What this task involves:
Look through the records below for the line with "into the target." and the line with "of the inner call.", then return those lines and all lines between, exactly.

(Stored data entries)

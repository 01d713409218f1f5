//! # Core Domain Entities
//!
//! ## Clusters
//!
//! - **Primitives**: `Hash`, `Address`, `U256`
//! - **Safe Transactions**: `Operation`, `SafeTransaction`
//! - **Signatures**: `CompactSignature`

use serde::{Deserialize, Serialize};
use serde_with::{serde_as, Bytes};

// Re-export U256 from primitive-types for use across all crates
pub use primitive_types::U256;

// =============================================================================
// CLUSTER A: PRIMITIVES
// =============================================================================

/// A 32-byte Keccak-256 hash.
pub type Hash = [u8; 32];

/// A 20-byte Ethereum-style address.
pub type Address = [u8; 20];

/// The zero address, used as the "unset" sentinel.
pub const ZERO_ADDRESS: Address = [0u8; 20];

/// The zero hash, used as the "unregistered" sentinel.
pub const ZERO_HASH: Hash = [0u8; 32];

// =============================================================================
// CLUSTER B: SAFE TRANSACTIONS
// =============================================================================

/// How a Safe executes its transaction.
#[derive(Debug, Clone, Copy, PartialEq, Eq, Hash, Default, Serialize, Deserialize)]
pub enum Operation {
    /// Regular call.
    #[default]
    #[serde(rename = "CALL")]
    Call,
    /// Delegate call into the target.
    #[serde(rename = "DELEGATECALL")]
    DelegateCall,
}

impl Operation {
    /// The uint8 encoding used in the struct hash.
    pub fn as_u8(self) -> u8 {
        match self {
            Operation::Call => 0,
            Operation::DelegateCall => 1,
        }
    }
}

impl TryFrom<u8> for Operation {
    type Error = u8;

    fn try_from(value: u8) -> Result<Self, Self::Error> {
        match value {
            0 => Ok(Operation::Call),
            1 => Ok(Operation::DelegateCall),
            other => Err(other),
        }
    }
}

/// The parameters of a Safe transaction, excluding the nonce.
///
/// The nonce is part of every lookup key and is therefore passed next to
/// this struct rather than inside it.
#[serde_as]
#[derive(Debug, Clone, PartialEq, Eq, Default, Serialize, Deserialize)]
pub struct SafeTransaction {
    /// Call target.
    pub to: Address,
    /// Native value forwarded with the call.
    pub value: U256,
    /// Call data.
    #[serde_as(as = "Bytes")]
    pub data: Vec<u8>,
    /// Call or delegate call.
    pub operation: Operation,
    /// Gas reserved for the inner call.
    pub safe_tx_gas: U256,
    /// Gas costs independent of the inner call.
    pub base_gas: U256,
    /// Gas price used for the refund computation.
    pub gas_price: U256,
    /// Token used for the refund (zero address for native).
    pub gas_token: Address,
    /// Refund receiver (zero address for `tx.origin`).
    pub refund_receiver: Address,
}

// =============================================================================
// CLUSTER C: SIGNATURES
// =============================================================================

/// A 64-byte ECDSA signature in compact `(r, vs)` form.
///
/// `vs` holds a canonical (low) `s` with the recovery parity folded into its
/// top bit. Canonical `s` is always below 2^255, so the bit is free.
#[derive(Debug, Clone, Copy, PartialEq, Eq, Hash, Default, Serialize, Deserialize)]
pub struct CompactSignature {
    /// R component.
    pub r: [u8; 32],
    /// Canonical S with the y-parity in bit 255.
    pub vs: [u8; 32],
}

impl CompactSignature {
    /// Recovery parity (0 or 1) stored in the top bit of `vs`.
    pub fn parity(&self) -> u8 {
        self.vs[0] >> 7
    }

    /// The `s` component with the parity bit cleared.
    pub fn s(&self) -> [u8; 32] {
        let mut s = self.vs;
        s[0] &= 0x7f;
        s
    }

    /// The legacy `v` value (27 or 28).
    pub fn v(&self) -> u8 {
        27 + self.parity()
    }
}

Reply to the exercise:
    /// Delegate call into the target.
    #[serde(rename = "DELEGATECALL")]
    DelegateCall,
}

impl Operation {
    /// The uint8 encoding used in the struct hash.
    pub fn as_u8(self) -> u8 {
        match self {
            Operation::Call => 0,
            Operation::DelegateCall => 1,
        }
    }
}

impl TryFrom<u8> for Operation {
    type Error = u8;

    fn try_from(value: u8) -> Result<Self, Self::Error> {
        match value {
            0 => Ok(Operation::Call),
            1 => Ok(Operation::DelegateCall),
            other => Err(other),
        }
    }
}

/// The parameters of a Safe transaction, excluding the nonce.
///
/// The nonce is part of every lookup key and is therefore passed next to
/// this struct rather than inside it.
#[serde_as]
#[derive(Debug, Clone, PartialEq, Eq, Default, Serialize, Deserialize)]
pub struct SafeTransaction {
    /// Call target.
    pub to: Address,
    /// Native value forwarded with the call.
    pub value: U256,
    /// Call data.
    #[serde_as(as = "Bytes")]
    pub data: Vec<u8>,
    /// Call or delegate call.
    pub operation: Operation,
    /// Gas reserved for the inner call.
    pub safe_tx_gas: U256,
    /// Gas costs independent of the inner call.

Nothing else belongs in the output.